Initiée en février 2013, cette enquête sectorielle a permis à l’Autorité de la concurrence, notamment grâce aux contributions apportées par les acteurs concernés, d’effectuer une analyse concurrentielle de ce secteur en pleine évolution, et de définir des recommandations visant à animer la concurrence au sein de celui-ci. Trois objectifs essentiels ont été définis :

  •  Favoriser la promotion des médicaments génériques, notamment par : 
    • la lutte contre les pratiques de dénigrement des génériques (mise en place de bonnes pratiques, formation du personnel des laboratoires princeps) ;
    • un contrôle plus strict de la visite médicale.
  • Renforcer la puissance d’achat des intermédiaires afin d’équilibrer la chaîne de distribution des médicaments. L’Autorité de la concurrence préconise de :
    • développer les structures de regroupement à l’achat (SRA) et les centrales d’achat pharmaceutiques (CAP), qui doivent permettre aux officines de taille moyenne ou modeste d’obtenir des tarifs moins élevés qu’en vente directe ;
    • égaliser les obligations légales imposées aux différents intermédiaires, qu’ils soient grossistes, SRA ou CAP.

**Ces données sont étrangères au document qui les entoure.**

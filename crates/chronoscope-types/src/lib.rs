//! Shared type definitions for the Chronoscope timeline engine.
//!
//! This crate is the single source of truth for the data model shared by
//! the pure core and the async client. Types defined here flow downstream
//! to `TypeScript` via `ts-rs` for the consuming dashboard.
//!
//! # Modules
//!
//! - [`ids`] -- String newtypes for scenario and entity identifiers
//! - [`step`] -- Steps, state snapshots, audit records and the raw wire payload
//! - [`scenario`] -- Scenario listings, bootstrap detail and push events
//! - [`trigger`] -- Persisted trigger drafts
//! - [`status`] -- Timeline loading status

pub mod ids;
pub mod scenario;
pub mod status;
pub mod step;
pub mod trigger;

// Re-export all public types at crate root for convenience.
pub use ids::{EntityId, ScenarioId};
pub use scenario::{PushEvent, ScenarioDetail, ScenarioSummary};
pub use status::TimelineStatus;
pub use step::{AuditRecord, FieldChange, StateSnapshot, Step, StepPayload, WeightedAdjacency};
pub use trigger::{TriggerCondition, TriggerDraft};
//! Pure timeline logic for Chronoscope.
//!
//! Everything in this crate is synchronous and free of I/O. The async
//! controller in `chronoscope-client` owns the mutable timeline and calls
//! into these functions under its lock.
//!
//! # Modules
//!
//! - [`reconcile`] -- Ordered, deduplicated merge of incoming steps.
//! - [`ingest`] -- Validation of raw payloads into [`Step`] records.
//! - [`audit`] -- Audit normalization, summaries and queries.
//! - [`aggregate`] -- Cross-entity statistics over nested field paths.
//! - [`condition`] -- Gate, tokenizer, parser and interpreter for trigger
//!   conditions.
//! - [`trigger`] -- Replaying trigger drafts over a timeline.
//! - [`error`] -- [`ValidationError`] and [`EvaluationError`].
//!
//! [`Step`]: chronoscope_types::Step

pub mod aggregate;
pub mod audit;
pub mod condition;
pub mod error;
pub mod ingest;
pub mod reconcile;
pub mod trigger;

pub use aggregate::FieldStats;
pub use audit::{AuditQuery, AuditSummary};
pub use condition::{Condition, evaluate, validate};
pub use error::{EvaluationError, ValidationError};
pub use reconcile::{Timestepped, reconcile, reconcile_all};
pub use trigger::{StepFault, TriggerReport, scan, validate_draft};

  •  Assouplir les règles de dispensation et de publicité relatives aux médicaments, grâce à:
    • l’ouverture de la vente des médicaments d’automédication et de certains produits dits « frontières » (tests de grossesse, produits d’entretien pour lentilles de contact) en parapharmacie ou en grandes surfaces ;
    • l’assouplissement des règles de publicité tarifaire et de déontologie qui interdisent à l’heure actuelle de solliciter la clientèle afin de garantir au consommateur une plus grande transparence des prix.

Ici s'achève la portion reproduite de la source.